Engineering Contradictions & Design Principles
Engineering Contradiction Analysis
1Measurement precision
If GPS positioning system is used for outdoor localization, then the robot can obtain location information, but the precision is only 1-10 meters which is insufficient for autonomous navigation
Solution Approach 1:
The patent combines GPS positioning with visual recognition technology. The system integrates satellite-based location data with image processing algorithms that extract straight lines from camera images and match them against pre-stored map data, achieving centimeter-level precision (up to 10 cm error margin) by merging multiple localization approaches
Solution Approach 2:
The patent introduces straight line features extracted from visual images as an intermediary element.
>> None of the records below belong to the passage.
//! Periodic timer standing in for a hardware timer interrupt.
//!
//! The expiry callback runs on the timer thread with the control lock held,
//! so it must only hand work off (see [`WorkSubmitter`](super::work::WorkSubmitter)).
//!
//! Phase policy: every start, including a restart after a period change,
//! schedules the first expiry one full period later. Nothing carries over
//! from the previous run.

use std::sync::atomic::{AtomicU64, Ordering};
use std::sync::Arc;
use std::thread::{self, JoinHandle};
use std::time::{Duration, Instant};

use parking_lot::{Condvar, Mutex};
use tracing::{debug, error, trace};

use super::context::panic_message;
use crate::error::SystemError;

pub type Expiry = Arc<dyn Fn() + Send + Sync>;

#[derive(Default)]
struct TimerControl {
    stopped: Mutex<bool>,
    wake: Condvar,
}

struct RunningTimer {
    control: Arc<TimerControl>,
    join: JoinHandle<()>,
    period: Duration,
}

pub struct TimerSource {
    name: String,
    expiry: Expiry,
    fires: Arc<AtomicU64>,
    running: Option<RunningTimer>,
    failure: Option<String>,
}

impl TimerSource {
    pub fn new(name: impl Into<String>, expiry: Expiry) -> Self {
        Self {
            name: name.into(),
            expiry,
            fires: Arc::new(AtomicU64::new(0)),
            running: None,
            failure: None,
        }
    }

    /// Start firing every `period`. A running timer is stopped first.
    pub fn start(&mut self, period: Duration) -> Result<(), SystemError> {
        self.stop();

        let control = Arc::new(TimerControl::default());
        let thread_control = Arc::clone(&control);
        let expiry = Arc::clone(&self.expiry);
        let fires = Arc::clone(&self.fires);
        let join = thread::Builder::new()
            .name(self.name.clone())
            .spawn(move || run(&thread_control, period, &*expiry, &fires))
            .map_err(|source| SystemError::Spawn {
                what: self.name.clone(),
                source,
            })?;

        debug!(timer = %self.name, period_ms = period.as_millis() as u64, "timer started");
        self.running = Some(RunningTimer {
            control,
            join,
            period,
        });
        Ok(())
    }

    /// Stop the timer and wait for its thread. No expiry runs after this
    /// returns. Idempotent.
    ///
    /// A panic in the expiry callback ends the thread early; it is logged
    /// here and kept in [`failure`](Self::failure).
    pub fn stop(&mut self) {
        if let Some(running) = self.running.take() {
            *running.control.stopped.lock() = true;
            running.control.wake.notify_all();
            match running.join.join() {
                Ok(()) => debug!(timer = %self.name, "timer stopped"),
                Err(payload) => {
                    let msg = panic_message(&*payload);
                    error!(timer = %self.name, panic = %msg, "timer thread panicked");
                    self.failure = Some(msg);
                }
            }
        }
    }

    /// Panic message of the last run that died in its expiry callback.
    pub fn failure(&self) -> Option<&str> {
        self.failure.as_deref()
    }

    pub fn restart(&mut self, period: Duration) -> Result<(), SystemError> {
        self.stop();
        self.start(period)
    }

    pub fn is_running(&self) -> bool {
        self.running.is_some()
    }

    pub fn period(&self) -> Option<Duration> {
        self.running.as_ref().map(|running| running.period)
    }

    /// Total expiries across all runs of this timer.
    pub fn fires(&self) -> u64 {
        self.fires.load(Ordering::Relaxed)
    }
}

impl Drop for TimerSource {
    fn drop(&mut self) {
        self.stop();
    }
}

fn run(control: &TimerControl, period: Duration, expiry: &(dyn Fn() + Send + Sync), fires: &AtomicU64) {
    // Deadlines are anchored to the start so expiries don't drift.
    let mut deadline = Instant::now() + period;
    let mut stopped = control.stopped.lock();
    while !*stopped {
        let now = Instant::now();
        if now < deadline {
            let _ = control.wake.wait_until(&mut stopped, deadline);
            continue;
        }

        fires.fetch_add(1, Ordering::Relaxed);
        trace!("timer expiry");
        expiry();

        deadline += period;
        // Fell more than a period behind: skip the missed expiries.
        while deadline <= now {
            deadline += period;
        }
    }
}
These extracted lines serve as mediators that link the robot's current position to the pre-stored map data, enabling precise localization by comparing geometric features rather than relying solely on GPS coordinates
2Measurement precision
If visual recognition with multiple cameras is used to achieve precise localization, then localization accuracy improves to 10 cm error, but the device complexity and computational requirements increase
Solution Approach 1:
The patent extracts only the essential straight line features from visual images captured by multiple cameras. By focusing specifically on detecting and extracting straight lines rather than processing all image data, the system achieves precise localization while reducing computational complexity and processing requirements
Solution Approach 2:
The patent divides the localization task into separate processing streams: one for capturing images with multiple cameras, another for extracting straight line features from images, and a third for matching these features with pre-stored map data. This segmentation allows each component to be optimized independently
3Speed
If the robot uses pre-stored map data for localization, then localization speed improves, but the map data becomes outdated quickly in dynamic environments
Solution Approach 1:
The patent implements a feedback mechanism where the robot continuously compares extracted straight line features from current images with those in the pre-stored map data. When discrepancies are detected indicating environmental changes, the system updates the map data to reflect the current state, maintaining both speed and adaptability
Data Source
AI summary
A mobile delivery robot has at least one memory component containing at least map data; at least two cameras adapted to take visual images; and at least one processing component. The at least one processing component is adapted to at least extract straight lines from the visual images taken by the at least two cameras and compare them to the map data to at least localize the robot. The mobile robot employs a localization method which involves taking visual images with at least two cameras; extracting straight lines from the individual visual images with at least one processing component; comparing the extracted features with existing map data; and outputting a location hypothesis based on said comparison.